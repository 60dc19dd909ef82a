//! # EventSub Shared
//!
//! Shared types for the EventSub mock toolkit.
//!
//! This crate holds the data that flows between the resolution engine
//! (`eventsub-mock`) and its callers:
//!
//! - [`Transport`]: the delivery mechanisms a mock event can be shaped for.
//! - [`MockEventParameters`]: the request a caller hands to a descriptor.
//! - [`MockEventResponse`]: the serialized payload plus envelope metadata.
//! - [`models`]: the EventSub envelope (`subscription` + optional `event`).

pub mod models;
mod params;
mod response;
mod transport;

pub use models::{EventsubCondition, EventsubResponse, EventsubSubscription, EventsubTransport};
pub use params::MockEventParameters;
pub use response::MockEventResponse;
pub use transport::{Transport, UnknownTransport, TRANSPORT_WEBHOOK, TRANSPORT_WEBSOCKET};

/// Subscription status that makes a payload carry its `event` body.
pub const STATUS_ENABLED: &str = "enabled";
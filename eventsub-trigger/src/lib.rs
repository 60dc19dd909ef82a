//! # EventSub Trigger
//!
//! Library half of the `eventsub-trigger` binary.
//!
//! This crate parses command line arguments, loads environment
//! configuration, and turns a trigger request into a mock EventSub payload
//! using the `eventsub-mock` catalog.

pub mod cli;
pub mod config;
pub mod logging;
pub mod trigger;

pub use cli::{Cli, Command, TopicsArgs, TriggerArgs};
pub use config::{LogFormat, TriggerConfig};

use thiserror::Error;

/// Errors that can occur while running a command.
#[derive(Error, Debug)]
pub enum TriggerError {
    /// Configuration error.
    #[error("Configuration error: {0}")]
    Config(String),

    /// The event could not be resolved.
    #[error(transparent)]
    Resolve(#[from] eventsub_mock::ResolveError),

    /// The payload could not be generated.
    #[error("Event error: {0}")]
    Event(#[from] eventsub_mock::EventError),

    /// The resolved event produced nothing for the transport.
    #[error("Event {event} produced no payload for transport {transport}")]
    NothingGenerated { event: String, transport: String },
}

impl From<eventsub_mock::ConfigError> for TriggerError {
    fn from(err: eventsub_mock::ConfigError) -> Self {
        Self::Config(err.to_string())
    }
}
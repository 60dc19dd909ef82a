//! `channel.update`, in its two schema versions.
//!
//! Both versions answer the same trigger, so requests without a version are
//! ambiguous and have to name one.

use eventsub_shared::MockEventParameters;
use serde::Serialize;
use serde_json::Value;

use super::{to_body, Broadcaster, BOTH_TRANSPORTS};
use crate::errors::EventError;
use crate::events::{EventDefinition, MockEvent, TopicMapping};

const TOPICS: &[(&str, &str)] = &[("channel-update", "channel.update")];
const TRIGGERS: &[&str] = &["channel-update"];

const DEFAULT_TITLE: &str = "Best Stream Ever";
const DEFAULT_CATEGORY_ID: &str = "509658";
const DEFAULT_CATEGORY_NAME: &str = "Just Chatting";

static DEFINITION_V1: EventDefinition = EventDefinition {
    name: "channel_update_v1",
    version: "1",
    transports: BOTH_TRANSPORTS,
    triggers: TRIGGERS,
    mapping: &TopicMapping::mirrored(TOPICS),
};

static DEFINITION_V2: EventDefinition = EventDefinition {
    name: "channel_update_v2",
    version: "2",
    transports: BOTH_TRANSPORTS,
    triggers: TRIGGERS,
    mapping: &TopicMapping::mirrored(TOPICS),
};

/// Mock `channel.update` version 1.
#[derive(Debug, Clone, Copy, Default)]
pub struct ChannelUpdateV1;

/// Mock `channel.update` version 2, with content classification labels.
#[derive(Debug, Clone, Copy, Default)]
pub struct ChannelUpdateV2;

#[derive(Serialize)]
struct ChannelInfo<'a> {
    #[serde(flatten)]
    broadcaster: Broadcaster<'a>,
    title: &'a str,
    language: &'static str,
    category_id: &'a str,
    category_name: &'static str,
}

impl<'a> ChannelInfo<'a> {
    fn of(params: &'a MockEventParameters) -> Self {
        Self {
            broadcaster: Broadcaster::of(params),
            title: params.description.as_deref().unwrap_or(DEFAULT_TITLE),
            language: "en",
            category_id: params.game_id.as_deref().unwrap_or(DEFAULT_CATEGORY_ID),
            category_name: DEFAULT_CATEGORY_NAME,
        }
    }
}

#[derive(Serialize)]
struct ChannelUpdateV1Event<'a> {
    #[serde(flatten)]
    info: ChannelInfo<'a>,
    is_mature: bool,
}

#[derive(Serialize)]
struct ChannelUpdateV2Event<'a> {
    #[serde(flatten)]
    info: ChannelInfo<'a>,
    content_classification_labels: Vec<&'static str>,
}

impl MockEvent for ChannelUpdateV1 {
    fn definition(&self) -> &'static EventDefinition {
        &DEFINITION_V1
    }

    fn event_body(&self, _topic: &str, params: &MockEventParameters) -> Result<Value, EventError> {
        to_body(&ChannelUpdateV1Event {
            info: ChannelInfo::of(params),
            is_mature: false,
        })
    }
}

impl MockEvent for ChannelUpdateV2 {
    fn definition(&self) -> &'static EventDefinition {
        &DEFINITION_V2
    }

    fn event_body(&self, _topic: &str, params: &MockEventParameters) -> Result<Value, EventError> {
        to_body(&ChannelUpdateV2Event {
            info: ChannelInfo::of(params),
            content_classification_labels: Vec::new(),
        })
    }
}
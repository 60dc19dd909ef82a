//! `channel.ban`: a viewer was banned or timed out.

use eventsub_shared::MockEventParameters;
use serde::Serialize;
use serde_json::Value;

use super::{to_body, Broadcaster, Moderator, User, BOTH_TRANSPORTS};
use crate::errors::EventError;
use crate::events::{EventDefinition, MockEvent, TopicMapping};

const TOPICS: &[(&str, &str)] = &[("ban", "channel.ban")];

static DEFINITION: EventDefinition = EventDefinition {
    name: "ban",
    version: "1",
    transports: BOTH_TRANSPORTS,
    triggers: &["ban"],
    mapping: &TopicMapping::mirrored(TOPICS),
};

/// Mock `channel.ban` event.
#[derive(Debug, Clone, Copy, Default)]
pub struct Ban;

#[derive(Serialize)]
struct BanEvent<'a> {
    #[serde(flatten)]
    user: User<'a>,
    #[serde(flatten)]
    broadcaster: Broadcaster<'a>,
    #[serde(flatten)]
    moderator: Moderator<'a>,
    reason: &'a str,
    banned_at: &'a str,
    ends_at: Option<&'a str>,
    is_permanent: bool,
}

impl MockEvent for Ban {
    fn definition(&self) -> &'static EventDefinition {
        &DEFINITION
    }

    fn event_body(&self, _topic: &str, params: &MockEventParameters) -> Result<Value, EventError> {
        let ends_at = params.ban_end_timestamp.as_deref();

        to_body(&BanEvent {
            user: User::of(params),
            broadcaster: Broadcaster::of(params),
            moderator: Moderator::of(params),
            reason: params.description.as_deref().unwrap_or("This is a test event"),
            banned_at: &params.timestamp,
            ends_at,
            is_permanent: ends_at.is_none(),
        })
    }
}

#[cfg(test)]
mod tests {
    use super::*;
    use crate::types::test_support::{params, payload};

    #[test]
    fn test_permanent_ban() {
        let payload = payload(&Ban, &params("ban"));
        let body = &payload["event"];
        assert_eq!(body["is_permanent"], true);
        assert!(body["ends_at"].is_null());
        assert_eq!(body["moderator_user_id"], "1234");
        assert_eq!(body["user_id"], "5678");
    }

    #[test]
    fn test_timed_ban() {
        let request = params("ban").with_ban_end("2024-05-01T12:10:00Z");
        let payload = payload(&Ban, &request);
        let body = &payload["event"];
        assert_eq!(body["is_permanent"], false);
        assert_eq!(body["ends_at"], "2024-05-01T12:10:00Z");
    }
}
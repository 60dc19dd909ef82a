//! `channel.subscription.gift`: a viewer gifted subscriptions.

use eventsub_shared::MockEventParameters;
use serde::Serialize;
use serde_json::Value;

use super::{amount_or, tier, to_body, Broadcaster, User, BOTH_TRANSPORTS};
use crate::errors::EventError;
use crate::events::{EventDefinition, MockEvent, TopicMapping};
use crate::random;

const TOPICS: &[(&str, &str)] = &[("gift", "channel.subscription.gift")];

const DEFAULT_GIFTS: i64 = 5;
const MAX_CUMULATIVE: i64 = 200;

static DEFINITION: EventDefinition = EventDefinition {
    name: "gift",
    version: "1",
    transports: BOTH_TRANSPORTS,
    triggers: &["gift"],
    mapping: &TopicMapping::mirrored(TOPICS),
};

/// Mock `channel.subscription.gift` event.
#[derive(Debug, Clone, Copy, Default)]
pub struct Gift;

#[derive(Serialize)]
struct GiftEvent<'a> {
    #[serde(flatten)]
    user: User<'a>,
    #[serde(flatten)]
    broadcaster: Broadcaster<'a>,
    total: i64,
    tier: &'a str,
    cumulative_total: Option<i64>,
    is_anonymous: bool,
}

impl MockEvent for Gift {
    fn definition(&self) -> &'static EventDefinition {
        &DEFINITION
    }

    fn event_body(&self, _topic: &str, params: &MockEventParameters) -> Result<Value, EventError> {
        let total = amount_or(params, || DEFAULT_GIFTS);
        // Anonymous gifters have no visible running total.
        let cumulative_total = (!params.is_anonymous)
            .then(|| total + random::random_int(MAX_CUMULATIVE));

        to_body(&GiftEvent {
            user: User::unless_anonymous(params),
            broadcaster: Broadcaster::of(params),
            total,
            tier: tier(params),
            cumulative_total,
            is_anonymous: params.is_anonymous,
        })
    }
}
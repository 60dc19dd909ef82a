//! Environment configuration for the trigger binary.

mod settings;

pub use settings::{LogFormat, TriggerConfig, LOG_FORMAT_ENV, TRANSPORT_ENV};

## Goal of the exercise:
Show each line in the listing above that has "description".

## Solution for this task:
            title: params.description.as_deref().unwrap_or(DEFAULT_TITLE),
            reason: params.description.as_deref().unwrap_or("This is a test event"),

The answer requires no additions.